All’esterno l’immensa fabbrica è incatenata verticalmente da un ordine
gigante di paraste addossate a contropilastri, coronato da un’alta
cornice e dall’attico sovrastante; è una forma articolata nello spazio
che, evitando quasi completamente la linea retta, si flette in una
contrapposizione continua di curve e controcurve, di convessità e
concavità, modellandosi con potenza scultorea. Tale organizzazione
delle superfici esterne ha la sua logica prosecuzione nell’alto tamburo
anulare e nei costoloni della cupola che riassume e conclude tutto
l’edificio. La grande cupola, come quella fiorentina di Santa Maria del
Fiore, è a doppia calotta ma qui le membrature architettoniche hanno
un significato plastico, non lineare come in Brunelleschi. Il tamburo è
ritmato da colonne binate che irrigidiscono la struttura e affiancano
grandi finestre alternativamente timpanate e centinate. Il ripetersi di tali
colonne suggerisce un moto rotatorio, centrifugo che da alla calotta la
continuità di un perenne girare intorno al centro prospettico-luminoso
della lanterna. Nella storia dell’ispirazione michelangiolesca la cupola
rappresenta la catarsi del dramma dell’opera mai compiuta, la tomba di
Giulio II: sorge nello stesso sito ed è il monumento simbolico
dell’ecumene cristiana. Giustamente dice Argan: “al prologo in terra
della tomba succede l’epilogo in cielo della cupola”.

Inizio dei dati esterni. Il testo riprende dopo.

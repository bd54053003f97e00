//! The resource abstraction managed by the orchestrator

use crate::core::query::Criteria;
use serde::Serialize;
use serde::de::DeserializeOwned;
use serde_json::json;
use std::fmt;
use uuid::Uuid;

/// Base trait for every resource type handled by a controller.
///
/// Resources are plain serde types. The orchestrator never inspects their
/// fields directly: drivers match criteria against the serialized form, the
/// API mode returns it as-is and form binding merges submitted fields into it.
///
/// `Default` is the `createNew` constructor: it yields an unsaved instance
/// without an id. Drivers assign the id when the resource is first written.
///
/// The serialized form must expose the id under `id` (and the slug under
/// `slug` when slugs are used), since identifier lookups are plain criteria.
pub trait Resource:
    Clone + Default + Serialize + DeserializeOwned + Send + Sync + 'static
{
    /// The singular resource name (e.g., "article")
    fn resource_name() -> &'static str;

    /// Surrogate identifier, `None` until persisted
    fn id(&self) -> Option<Uuid>;

    /// Called by drivers when the resource is first written
    fn assign_id(&mut self, id: Uuid);

    /// Human-readable unique key used in URLs, if the resource has one
    fn slug(&self) -> Option<&str> {
        None
    }

    /// Identifier to address this resource in routes, preferring the surrogate id
    fn identifier(&self) -> Option<ResourceIdentifier> {
        self.id()
            .map(ResourceIdentifier::Id)
            .or_else(|| self.slug().map(|s| ResourceIdentifier::Slug(s.to_string())))
    }
}

/// How a single resource is addressed by a request
#[derive(Debug, Clone, PartialEq, Eq)]
pub enum ResourceIdentifier {
    Id(Uuid),
    Slug(String),
}

impl ResourceIdentifier {
    /// Parse a path segment: UUIDs are ids, anything else is a slug
    pub fn parse(segment: &str) -> Self {
        match Uuid::parse_str(segment) {
            Ok(id) => ResourceIdentifier::Id(id),
            Err(_) => ResourceIdentifier::Slug(segment.to_string()),
        }
    }

    /// The lookup criteria for this identifier (`{"id": ..}` or `{"slug": ..}`)
    pub fn criteria(&self) -> Criteria {
        let mut criteria = Criteria::new();
        match self {
            ResourceIdentifier::Id(id) => criteria.insert("id".into(), json!(id.to_string())),
            ResourceIdentifier::Slug(slug) => criteria.insert("slug".into(), json!(slug)),
        };
        criteria
    }
}

impl fmt::Display for ResourceIdentifier {
    fn fmt(&self, f: &mut fmt::Formatter<'_>) -> fmt::Result {
        match self {
            ResourceIdentifier::Id(id) => write!(f, "{}", id),
            ResourceIdentifier::Slug(slug) => write!(f, "{}", slug),
        }
    }
}

#[cfg(test)]
mod tests {
    use super::*;

    #[test]
    fn test_parse_identifier() {
        let id = Uuid::new_v4();
        assert_eq!(
            ResourceIdentifier::parse(&id.to_string()),
            ResourceIdentifier::Id(id)
        );
        assert_eq!(
            ResourceIdentifier::parse("hello-world"),
            ResourceIdentifier::Slug("hello-world".into())
        );
    }

    #[test]
    fn test_identifier_criteria() {
        let id = Uuid::new_v4();
        let criteria = ResourceIdentifier::Id(id).criteria();
        assert_eq!(criteria.get("id"), Some(&json!(id.to_string())));

        let criteria = ResourceIdentifier::Slug("intro".into()).criteria();
        assert_eq!(criteria.get("slug"), Some(&json!("intro")));
        assert!(criteria.get("id").is_none());
    }
}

Mentre lavorava così intensamente alle opere pubbliche romane, M.
torna alla scultura, filo conduttore di tutta la sua vita, riprendendo il
tema giovanile della pietà. “Pietà”, non più intesa come compianto, ma
come presentazione al mondo, affinché si vergogni delle sue colpe, del
corpo di Cristo morto. Nella Pietà del Duomo di Firenze sono presenti
quattro persone: Nicodemo, ammantato e incappucciato, che cala Gesù,
aiutato da Maria e dalla Maddalena. Ancora una volta M. riprende la
consueta “serpentina”, non però tendente verso l’alto, bensì verso il
basso, in una caduta del corpo morto appena rallentata dalle figure
dolenti, ma inarrestabile. Mentre Maddalena è freddamente estranea al
gruppo (e infatti venne realizzata dallo scultore Tiberio Calcagni),
Nicodemo è il vertice della composizione mentre Maria e Gesù,
attraverso il non-finito, tornano ad essere un corpo solo. La Pietà
Rondanini, a cui lavora ancora quando la morte lo coglie nel 1564, è
dunque l’ultima testimonianza del suo pensiero, il suo testamento
spirituale. L’artista torna alle due figure essenziali della composizione,
i cui corpi scarnificati, incastonati l’uno nell’altro, presentano un
andamento lineare curvilineo verticale, che ricorda la scultura
medievale gotica. I corpi avviluppati sono scolpiti seguendo un ritmo
serpentinato ormai lontano dai termini di rappresentazione razionale e
al concetto di certezza rinascimentale alla quale M. contrappone una
sorta di vuoto cosmico. La forma caratterizzata dall’andamento
curvilineo delle due figure subisce una sorta di schiacciamento in cui la
visione frontale si organizza sul contorno che delimita il corpo
affusolato di Cristo abbandonato su quello della madre. Anche nella
veduta laterale la forma instabile dovuta alla linea che si inarca crea
una sorta di sentimento compassionevole. La luce scorre sulla
superficie in modo che è tipico dell’ultimo periodo dell’attività del
maestro cioè creando effetti chiaroscurali prodotti dalla materia
diversamente trattata. La forma plastica si è dissolta e i corpi appaiono
corrosi e larvali in una sorta di ormai avvenuto trapasso. In quest’opera
M. rinnova completamente la tradizione, chiude definitivamente
un’epoca, il Rinascimento, e getta un ponte per l’avvenire: per
l’abbandono completo di ogni rapporto con la realtà visibile, sia pure
idealizzata, e per la totale espressione del proprio mondo interiore, non
vi è forse opera che abbia, ancor oggi, tanta attualità.